Friday, July 15, 2005

NESCT dismisses appeal against School District merger

Nicholson v. Red Willow Sch. Dist. No. 0170, 270 Neb. 140 Filed July 15, 2005. No. S-03-1296.The Plaintiff challenged the constitutionality( VIII, § 4) of bond issues that 2 mergin School Districts passed as part of their reorganization and also enabling legislation § 79-422(1). Successful reorganization of the 2 Red Willow County School Districts would result in an additional $7million dollars of bond debt for the combined district, with property owners in the Plaintiff's existing district shouldering a far greater debt burden The trial court dismissed the action and the plaintiff appealed. The Supreme Court dodges the Plaintiff's constitutional questions and holds the Plaintiff should have appealed the decision of the county superintendant to contest the merger, overruling Kosmicki v. Kowalski, 184 Neb. 639, 642-43, 171 N.W.2d 172, 174 (1969) which had approved of proceedings to collaterally attack a merger decision.
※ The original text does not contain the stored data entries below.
use serde::{Deserialize, Serialize};
use std::time::Duration;

/// Bounded retry policy used when acquiring a serial device.
///
/// One attempt is a full pass over the candidate paths. Between attempts the
/// link sleeps for an exponentially growing backoff, capped at
/// `max_backoff_ms`.
#[derive(Debug, Clone, Copy, PartialEq, Eq, Serialize, Deserialize)]
#[serde(default)]
pub struct ReconnectPolicy {
    pub max_attempts: u32,
    pub initial_backoff_ms: u64,
    pub max_backoff_ms: u64,
}

impl Default for ReconnectPolicy {
    fn default() -> Self {
        Self {
            max_attempts: 5,
            initial_backoff_ms: 200,
            max_backoff_ms: 2_000,
        }
    }
}

impl ReconnectPolicy {
    /// Sleep to apply after the failed attempt number `attempt` (0-based).
    pub fn backoff(&self, attempt: u32) -> Duration {
        let factor = 1u64.checked_shl(attempt).unwrap_or(u64::MAX);
        let ms = self
            .initial_backoff_ms
            .saturating_mul(factor)
            .min(self.max_backoff_ms);
        Duration::from_millis(ms)
    }
}

#[cfg(test)]
mod tests {
    use super::*;

    #[test]
    fn backoff_doubles_then_caps() {
        let policy = ReconnectPolicy {
            max_attempts: 10,
            initial_backoff_ms: 100,
            max_backoff_ms: 1_000,
        };
        assert_eq!(policy.backoff(0), Duration::from_millis(100));
        assert_eq!(policy.backoff(1), Duration::from_millis(200));
        assert_eq!(policy.backoff(3), Duration::from_millis(800));
        assert_eq!(policy.backoff(4), Duration::from_millis(1_000));
        assert_eq!(policy.backoff(200), Duration::from_millis(1_000));
    }
}
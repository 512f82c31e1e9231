//! In-memory stand-in for the arm controller.
//!
//! [`SimulatedController`] accepts frames exactly as the firmware does: it
//! cuts the byte stream on the delimiter, decodes each command and fills
//! queue slots (base, shoulder, then elbow completes the slot). It answers
//! `GetQueueMax` with a status line on its read side. Useful for running the
//! pipeline without hardware and for asserting on what went over the wire.

use crate::kinematics::PulseTriple;
use crate::protocol::{Command, CommandKind, EncodingError, FrameSplitter};
use cu_serial_link::{ByteLink, LinkError};
use log::{debug, warn};

/// Recorded commands, slots and decode errors kept by default.
pub const DEFAULT_HISTORY: usize = 16 * 1024;

#[derive(Debug)]
pub struct SimulatedController {
    queue_max: usize,
    history: usize,
    slots_filled: usize,
    splitter: FrameSplitter,
    commands: Vec<Command>,
    decode_errors: Vec<EncodingError>,
    slots: Vec<PulseTriple>,
    pending_base: Option<u32>,
    pending_shoulder: Option<u32>,
    interval_ms: Option<u32>,
    outbox: Vec<u8>,
    write_budget: Option<usize>,
}

impl Default for SimulatedController {
    fn default() -> Self {
        Self {
            queue_max: 0,
            history: DEFAULT_HISTORY,
            slots_filled: 0,
            splitter: FrameSplitter::default(),
            commands: Vec::new(),
            decode_errors: Vec::new(),
            slots: Vec::new(),
            pending_base: None,
            pending_shoulder: None,
            interval_ms: None,
            outbox: Vec::new(),
            write_budget: None,
        }
    }
}

/// Drop the oldest half once `records` reaches `limit`.
fn bound<T>(records: &mut Vec<T>, limit: usize) {
    if records.len() >= limit.max(2) {
        records.drain(..records.len() / 2);
    }
}

impl SimulatedController {
    /// A controller whose slot queue is `queue_max` deep.
    pub fn new(queue_max: usize) -> Self {
        Self {
            queue_max,
            ..Self::default()
        }
    }

    /// Fail every write after the first `writes` succeeded, as a cable pulled
    /// mid-motion would.
    pub fn with_write_budget(mut self, writes: usize) -> Self {
        self.write_budget = Some(writes);
        self
    }

    /// Keep at most `records` entries of each recorded kind; the oldest half
    /// is discarded when the bound is hit.
    pub fn with_history(mut self, records: usize) -> Self {
        self.history = records;
        self
    }

    pub fn queue_max(&self) -> usize {
        self.queue_max
    }

    /// Commands decoded so far, in arrival order.
    pub fn commands(&self) -> &[Command] {
        &self.commands
    }

    /// Completed queue slots, in arrival order.
    pub fn slots(&self) -> &[PulseTriple] {
        &self.slots
    }

    pub fn interval_ms(&self) -> Option<u32> {
        self.interval_ms
    }

    pub fn decode_errors(&self) -> &[EncodingError] {
        &self.decode_errors
    }

    /// Forget recorded traffic. The interval and slot numbering are kept.
    pub fn clear(&mut self) {
        self.commands.clear();
        self.decode_errors.clear();
        self.slots.clear();
        self.pending_base = None;
        self.pending_shoulder = None;
    }

    fn apply(&mut self, command: Command) {
        match command.kind {
            CommandKind::SetBase => self.pending_base = Some(command.value),
            CommandKind::SetShoulder => self.pending_shoulder = Some(command.value),
            CommandKind::SetElbow => {
                match (self.pending_base.take(), self.pending_shoulder.take()) {
                    (Some(base), Some(shoulder)) => {
                        let slot = PulseTriple {
                            base,
                            shoulder,
                            elbow: command.value,
                        };
                        let index = self.slots_filled % self.queue_max.max(1);
                        debug!("slot {index} filled: {slot:?}");
                        self.slots_filled += 1;
                        bound(&mut self.slots, self.history);
                        self.slots.push(slot);
                    }
                    _ => warn!("elbow value {} without base/shoulder, slot dropped", command.value),
                }
            }
            CommandKind::SetInterval => self.interval_ms = Some(command.value),
            CommandKind::GetQueueMax => self
                .outbox
                .extend_from_slice(format!("queue_max {}\n", self.queue_max).as_bytes()),
        }
        bound(&mut self.commands, self.history);
        self.commands.push(command);
    }
}

impl ByteLink for SimulatedController {
    fn write(&mut self, bytes: &[u8]) -> Result<(), LinkError> {
        if let Some(budget) = self.write_budget.as_mut() {
            if *budget == 0 {
                return Err(LinkError::Io(std::io::Error::new(
                    std::io::ErrorKind::BrokenPipe,
                    "simulated controller unplugged",
                )));
            }
            *budget -= 1;
        }
        for decoded in self.splitter.push(bytes) {
            match decoded {
                Ok(command) => self.apply(command),
                Err(e) => {
                    warn!("controller rejected frame: {e}");
                    bound(&mut self.decode_errors, self.history);
                    self.decode_errors.push(e);
                }
            }
        }
        Ok(())
    }

    fn bytes_available(&mut self) -> Result<usize, LinkError> {
        Ok(self.outbox.len())
    }

    fn read_available(&mut self) -> Result<Vec<u8>, LinkError> {
        Ok(std::mem::take(&mut self.outbox))
    }
}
An action for declaratory judgment does not lie where another equally serviceable remedy is available. Galyen v. Balka, 253 Neb. 270, 570 N.W.2d 519 (1997).

Tuesday, July 12, 2005

Farmer husbands' misconduct in divorce trial justified splitting family farm

Anderson v. Anderson (Not Designated for Permanent Publication) Filed July 12, 2005. No. A-04-770. divorce case had been up to the court of appeals 2 years ago and the Court reversed holding the trial judge's refusal to allow the pro se husband to offer any evidence at trail denied the husband due process. On retrial husband farmer got an attorney and received about a 50/50 division of property. Based upon husbands continued misconduct in not filing accurate tax returns and refusing to disclose financial records to assist the trial court the appeals court approves splitting the couples farm ground, citing its lack of confidence that husband would bother paying the wife any money for the property.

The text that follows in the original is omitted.